§ **Problem to work on**: All of the data is to be restated word for word.

•••••

//! Map validated CLI arguments to the action the binary runs.

use crate::cli::actions::{Action, serve, super_user};
use crate::cli::commands::{self, serve as serve_args, super_user as super_user_args};
use anyhow::{Context, Result, anyhow};
use secrecy::SecretString;
use std::time::Duration;

/// Map validated CLI matches to an action.
///
/// # Errors
/// Returns an error if required arguments are missing or the subcommand is unknown.
pub fn handler(matches: &clap::ArgMatches) -> Result<Action> {
    let dsn = matches
        .get_one::<String>(commands::ARG_DSN)
        .cloned()
        .context("missing required argument: --dsn")?;

    match matches.subcommand() {
        Some((serve_args::NAME, sub)) => Ok(Action::Serve(serve_from(sub, dsn)?)),
        Some((commands::MIGRATE, _)) => Ok(Action::Migrate { dsn }),
        Some((super_user_args::NAME, sub)) => {
            let email = sub
                .get_one::<String>(super_user_args::ARG_EMAIL)
                .cloned()
                .context("missing required argument: --email")?;
            let password = sub
                .get_one::<String>(super_user_args::ARG_PASSWORD)
                .cloned()
                .map(SecretString::from);
            Ok(Action::AddSuperUser(super_user::Args {
                dsn,
                email,
                password,
            }))
        }
        Some((name, _)) => Err(anyhow!("unknown command: {name}")),
        None => Err(anyhow!("missing command")),
    }
}

fn serve_from(matches: &clap::ArgMatches, dsn: String) -> Result<serve::Args> {
    let token_secret = matches
        .get_one::<String>(serve_args::ARG_TOKEN_SECRET)
        .cloned()
        .context("missing required argument: --token-secret")?;
    let app_domain = matches
        .get_one::<String>(serve_args::ARG_APP_DOMAIN)
        .cloned()
        .context("missing required argument: --app-domain")?;

    Ok(serve::Args {
        port: matches
            .get_one::<u16>(serve_args::ARG_PORT)
            .copied()
            .unwrap_or(8080),
        dsn,
        token_secret: SecretString::from(token_secret),
        app_domain,
        session_ttl_seconds: seconds(matches, serve_args::ARG_SESSION_TTL)?,
        reset_ttl_seconds: seconds(matches, serve_args::ARG_RESET_TTL)?,
        activation_ttl_seconds: seconds(matches, serve_args::ARG_ACTIVATION_TTL)?,
        lookup_timeout_seconds: timeout(matches, serve_args::ARG_LOOKUP_TIMEOUT)?,
        request_timeout: Duration::from_secs(timeout(matches, serve_args::ARG_REQUEST_TIMEOUT)?),
    })
}

fn seconds(matches: &clap::ArgMatches, name: &str) -> Result<i64> {
    matches
        .get_one::<i64>(name)
        .copied()
        .with_context(|| format!("missing required argument: --{name}"))
}

fn timeout(matches: &clap::ArgMatches, name: &str) -> Result<u64> {
    matches
        .get_one::<u64>(name)
        .copied()
        .with_context(|| format!("missing required argument: --{name}"))
}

•••••

§ **Answer box**:
//! Map validated CLI arguments to the action the binary runs.

use crate::cli::actions::{Action, serve, super_user};
use crate::cli::commands::{self, serve as serve_args, super_user as super_user_args};
use anyhow::{Context, Result, anyhow};
use secrecy::SecretString;
use std::time::Duration;

/// Map validated CLI matches to an action.
///
/// # Errors
/// Returns an error if required arguments are missing or the subcommand is unknown.
pub fn handler(matches: &clap::ArgMatches) -> Result<Action> {
    let dsn = matches
        .get_one::<String>(commands::ARG_DSN)
        .cloned()
        .context("missing required argument: --dsn")?;

    match matches.subcommand() {
        Some((serve_args::NAME, sub)) => Ok(Action::Serve(serve_from(sub, dsn)?)),
        Some((commands::MIGRATE, _)) => Ok(Action::Migrate { dsn }),
        Some((super_user_args::NAME, sub)) => {
            let email = sub
                .get_one::<String>(super_user_args::ARG_EMAIL)
                .cloned()
                .context("missing required argument: --email")?;
            let password = sub
                .get_one::<String>(super_user_args::ARG_PASSWORD)
                .cloned()
                .map(SecretString::from);
            Ok(Action::AddSuperUser(super_user::Args {
                dsn,
                email,
                password,
            }))
        }
        Some((name, _)) => Err(anyhow!("unknown command: {name}")),
        None => Err(anyhow!("missing command")),
    }
}

fn serve_from(matches: &clap::ArgMatches, dsn: String) -> Result<serve::Args> {
    let token_secret = matches
        .get_one::<String>(serve_args::ARG_TOKEN_SECRET)
        .cloned()
        .context("missing required argument: --token-secret")?;
    let app_domain = matches
        .get_one::<String>(serve_args::ARG_APP_DOMAIN)
        .cloned()
        .context("missing required argument: --app-domain")?;

    Ok(serve::Args {
        port: matches
            .get_one::<u16>(serve_args::ARG_PORT)
            .copied()
            .unwrap_or(8080),
        dsn,
        token_secret: SecretString::from(token_secret),
        app_domain,
        session_ttl_seconds: seconds(matches, serve_args::ARG_SESSION_TTL)?,
        reset_ttl_seconds: seconds(matches, serve_args::ARG_RESET_TTL)?,
        activation_ttl_seconds: seconds(matches, serve_args::ARG_ACTIVATION_TTL)?,
        lookup_timeout_seconds: timeout(matches, serve_args::ARG_LOOKUP_TIMEOUT)?,
        request_timeout: Duration::from_secs(timeout(matches, serve_args::ARG_REQUEST_TIMEOUT)?),
    })
}

fn seconds(matches: &clap::ArgMatches, name: &str) -> Result<i64> {
    matches
        .get_one::<i64>(name)
        .copied()
        .with_context(|| format!("missing required argument: --{name}"))
}

fn timeout(matches: &clap::ArgMatches, name: &str) -> Result<u64> {
    matches
        .get_one::<u64>(name)
        .copied()
        .with_context(|| format!("missing required argument: --{name}"))
}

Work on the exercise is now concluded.